- **Work to be completed**:
Starting with the first line of the records, write out each line exactly until you have included the line containing "explicit cache capacity.".

[Recorded data — start]

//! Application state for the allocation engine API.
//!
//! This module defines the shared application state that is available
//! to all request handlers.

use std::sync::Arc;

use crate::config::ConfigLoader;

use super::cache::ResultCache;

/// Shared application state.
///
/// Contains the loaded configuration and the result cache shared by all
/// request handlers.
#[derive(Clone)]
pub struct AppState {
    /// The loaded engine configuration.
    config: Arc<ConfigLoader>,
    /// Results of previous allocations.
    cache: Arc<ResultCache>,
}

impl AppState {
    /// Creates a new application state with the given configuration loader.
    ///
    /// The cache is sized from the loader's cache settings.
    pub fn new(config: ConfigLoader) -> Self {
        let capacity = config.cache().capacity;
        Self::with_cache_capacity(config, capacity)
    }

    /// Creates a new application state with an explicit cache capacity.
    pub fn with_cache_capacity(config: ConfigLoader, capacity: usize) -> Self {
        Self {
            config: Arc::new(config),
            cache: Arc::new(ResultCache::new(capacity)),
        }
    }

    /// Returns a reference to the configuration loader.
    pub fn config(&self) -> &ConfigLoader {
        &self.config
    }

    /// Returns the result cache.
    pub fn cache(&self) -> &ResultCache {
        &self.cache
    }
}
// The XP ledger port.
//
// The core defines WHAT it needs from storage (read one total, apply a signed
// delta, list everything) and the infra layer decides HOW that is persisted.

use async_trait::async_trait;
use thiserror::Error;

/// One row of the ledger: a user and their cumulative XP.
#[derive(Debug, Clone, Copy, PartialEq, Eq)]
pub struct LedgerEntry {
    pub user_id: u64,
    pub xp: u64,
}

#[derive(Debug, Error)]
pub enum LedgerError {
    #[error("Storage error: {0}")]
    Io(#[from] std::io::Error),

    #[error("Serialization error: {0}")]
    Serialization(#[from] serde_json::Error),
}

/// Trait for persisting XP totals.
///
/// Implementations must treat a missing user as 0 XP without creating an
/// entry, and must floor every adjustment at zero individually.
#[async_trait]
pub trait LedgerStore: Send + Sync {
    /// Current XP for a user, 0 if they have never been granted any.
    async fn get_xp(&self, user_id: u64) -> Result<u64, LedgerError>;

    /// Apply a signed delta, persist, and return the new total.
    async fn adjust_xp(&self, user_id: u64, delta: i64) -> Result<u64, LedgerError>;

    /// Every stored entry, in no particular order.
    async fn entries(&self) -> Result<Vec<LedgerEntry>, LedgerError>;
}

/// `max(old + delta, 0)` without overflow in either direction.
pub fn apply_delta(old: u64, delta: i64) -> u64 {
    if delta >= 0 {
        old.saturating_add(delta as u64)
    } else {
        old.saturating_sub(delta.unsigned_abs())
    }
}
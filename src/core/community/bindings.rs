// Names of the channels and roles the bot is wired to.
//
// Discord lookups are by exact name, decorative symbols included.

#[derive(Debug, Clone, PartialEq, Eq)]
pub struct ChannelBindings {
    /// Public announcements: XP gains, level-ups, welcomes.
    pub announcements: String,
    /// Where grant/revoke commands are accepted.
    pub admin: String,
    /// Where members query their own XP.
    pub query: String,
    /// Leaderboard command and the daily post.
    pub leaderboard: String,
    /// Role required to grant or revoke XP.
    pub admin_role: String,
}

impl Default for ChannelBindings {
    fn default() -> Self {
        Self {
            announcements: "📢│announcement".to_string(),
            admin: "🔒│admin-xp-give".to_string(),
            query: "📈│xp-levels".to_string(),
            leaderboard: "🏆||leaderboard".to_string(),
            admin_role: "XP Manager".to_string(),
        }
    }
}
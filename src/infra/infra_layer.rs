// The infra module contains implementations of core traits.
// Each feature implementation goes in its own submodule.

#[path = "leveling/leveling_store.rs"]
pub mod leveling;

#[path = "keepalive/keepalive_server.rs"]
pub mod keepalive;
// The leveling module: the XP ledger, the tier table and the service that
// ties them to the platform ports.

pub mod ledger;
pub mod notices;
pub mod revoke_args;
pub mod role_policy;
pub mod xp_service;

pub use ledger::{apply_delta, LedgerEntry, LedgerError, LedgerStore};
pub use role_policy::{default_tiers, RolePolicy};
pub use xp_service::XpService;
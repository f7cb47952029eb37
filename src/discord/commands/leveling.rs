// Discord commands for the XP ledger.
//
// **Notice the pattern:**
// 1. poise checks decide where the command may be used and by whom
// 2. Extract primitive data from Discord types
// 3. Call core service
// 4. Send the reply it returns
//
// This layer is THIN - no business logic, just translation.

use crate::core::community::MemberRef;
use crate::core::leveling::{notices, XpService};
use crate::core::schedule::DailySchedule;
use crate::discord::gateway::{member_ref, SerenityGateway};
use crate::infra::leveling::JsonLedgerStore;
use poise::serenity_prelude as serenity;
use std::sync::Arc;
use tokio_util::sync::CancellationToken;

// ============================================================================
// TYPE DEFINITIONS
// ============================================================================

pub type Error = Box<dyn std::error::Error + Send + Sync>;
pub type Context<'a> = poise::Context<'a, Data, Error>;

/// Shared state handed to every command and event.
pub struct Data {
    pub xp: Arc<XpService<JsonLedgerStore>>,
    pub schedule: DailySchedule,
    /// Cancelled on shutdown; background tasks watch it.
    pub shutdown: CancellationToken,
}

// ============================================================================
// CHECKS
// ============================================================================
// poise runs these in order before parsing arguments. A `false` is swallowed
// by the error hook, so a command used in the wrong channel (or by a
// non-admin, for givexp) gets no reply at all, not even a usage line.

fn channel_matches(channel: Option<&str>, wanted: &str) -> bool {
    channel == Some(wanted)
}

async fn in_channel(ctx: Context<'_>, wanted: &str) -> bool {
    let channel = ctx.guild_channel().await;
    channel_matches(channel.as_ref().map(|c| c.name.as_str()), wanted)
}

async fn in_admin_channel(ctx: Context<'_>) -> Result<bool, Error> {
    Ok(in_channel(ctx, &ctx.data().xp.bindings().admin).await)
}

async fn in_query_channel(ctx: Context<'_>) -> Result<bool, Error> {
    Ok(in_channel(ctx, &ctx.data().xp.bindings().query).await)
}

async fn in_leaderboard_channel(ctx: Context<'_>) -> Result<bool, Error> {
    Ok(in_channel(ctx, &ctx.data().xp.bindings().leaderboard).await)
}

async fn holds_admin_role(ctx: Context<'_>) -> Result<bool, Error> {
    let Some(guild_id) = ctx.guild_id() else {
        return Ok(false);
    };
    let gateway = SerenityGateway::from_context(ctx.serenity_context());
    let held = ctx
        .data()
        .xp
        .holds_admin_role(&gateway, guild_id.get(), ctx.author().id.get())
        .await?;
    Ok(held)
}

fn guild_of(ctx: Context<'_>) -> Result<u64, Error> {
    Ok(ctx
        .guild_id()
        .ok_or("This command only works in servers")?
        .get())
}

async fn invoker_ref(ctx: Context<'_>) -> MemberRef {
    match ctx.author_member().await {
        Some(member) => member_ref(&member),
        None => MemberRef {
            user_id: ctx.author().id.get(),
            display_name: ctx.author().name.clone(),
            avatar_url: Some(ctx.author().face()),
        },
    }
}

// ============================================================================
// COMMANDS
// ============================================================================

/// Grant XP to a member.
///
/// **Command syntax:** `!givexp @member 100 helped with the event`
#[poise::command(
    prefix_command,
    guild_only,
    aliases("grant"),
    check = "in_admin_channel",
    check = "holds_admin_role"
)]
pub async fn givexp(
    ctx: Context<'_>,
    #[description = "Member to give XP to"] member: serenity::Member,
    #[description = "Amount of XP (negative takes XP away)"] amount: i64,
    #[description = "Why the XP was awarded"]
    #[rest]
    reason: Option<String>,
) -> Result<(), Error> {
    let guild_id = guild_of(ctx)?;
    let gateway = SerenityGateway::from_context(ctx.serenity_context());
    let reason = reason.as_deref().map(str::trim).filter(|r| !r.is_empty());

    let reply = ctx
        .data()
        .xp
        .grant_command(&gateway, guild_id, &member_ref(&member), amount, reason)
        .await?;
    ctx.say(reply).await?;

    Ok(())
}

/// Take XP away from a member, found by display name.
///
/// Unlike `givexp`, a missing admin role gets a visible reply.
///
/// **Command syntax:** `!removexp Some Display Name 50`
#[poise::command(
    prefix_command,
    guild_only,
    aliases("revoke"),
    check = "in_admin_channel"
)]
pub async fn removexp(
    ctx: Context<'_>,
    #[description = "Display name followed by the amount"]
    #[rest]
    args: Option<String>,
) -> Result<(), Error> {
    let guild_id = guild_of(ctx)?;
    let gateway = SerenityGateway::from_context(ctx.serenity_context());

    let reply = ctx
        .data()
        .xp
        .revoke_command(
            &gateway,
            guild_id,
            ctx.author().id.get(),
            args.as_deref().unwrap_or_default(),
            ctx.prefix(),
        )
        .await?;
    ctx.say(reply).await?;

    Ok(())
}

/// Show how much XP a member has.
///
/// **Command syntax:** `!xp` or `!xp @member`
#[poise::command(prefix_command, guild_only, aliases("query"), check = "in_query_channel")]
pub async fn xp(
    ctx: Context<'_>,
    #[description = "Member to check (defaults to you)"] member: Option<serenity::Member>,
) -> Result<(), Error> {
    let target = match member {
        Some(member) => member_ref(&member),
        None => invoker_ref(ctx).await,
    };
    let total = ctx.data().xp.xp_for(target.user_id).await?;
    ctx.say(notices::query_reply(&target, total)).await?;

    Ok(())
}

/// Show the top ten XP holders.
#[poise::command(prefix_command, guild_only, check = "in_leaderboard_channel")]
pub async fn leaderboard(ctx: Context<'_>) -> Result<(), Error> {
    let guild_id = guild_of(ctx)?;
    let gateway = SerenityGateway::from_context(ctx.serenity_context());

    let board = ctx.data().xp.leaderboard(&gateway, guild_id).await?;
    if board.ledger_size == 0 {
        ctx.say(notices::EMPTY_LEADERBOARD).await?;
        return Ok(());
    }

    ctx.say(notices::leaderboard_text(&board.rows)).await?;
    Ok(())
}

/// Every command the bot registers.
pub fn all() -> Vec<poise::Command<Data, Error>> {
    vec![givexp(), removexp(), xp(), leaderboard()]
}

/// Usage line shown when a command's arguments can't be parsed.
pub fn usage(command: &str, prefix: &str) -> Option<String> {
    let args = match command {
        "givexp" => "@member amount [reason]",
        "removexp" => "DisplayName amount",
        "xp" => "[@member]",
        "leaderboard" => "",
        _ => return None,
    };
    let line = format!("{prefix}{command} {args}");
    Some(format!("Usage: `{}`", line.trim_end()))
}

[Recorded data — finish]

- **Answer box**:
//! Application state for the allocation engine API.
//!
//! This module defines the shared application state that is available
//! to all request handlers.

use std::sync::Arc;

use crate::config::ConfigLoader;

use super::cache::ResultCache;

/// Shared application state.
///
/// Contains the loaded configuration and the result cache shared by all
/// request handlers.
#[derive(Clone)]
pub struct AppState {
    /// The loaded engine configuration.
    config: Arc<ConfigLoader>,
    /// Results of previous allocations.
    cache: Arc<ResultCache>,
}

impl AppState {
    /// Creates a new application state with the given configuration loader.
    ///
    /// The cache is sized from the loader's cache settings.
    pub fn new(config: ConfigLoader) -> Self {
        let capacity = config.cache().capacity;
        Self::with_cache_capacity(config, capacity)
    }

    /// Creates a new application state with an explicit cache capacity.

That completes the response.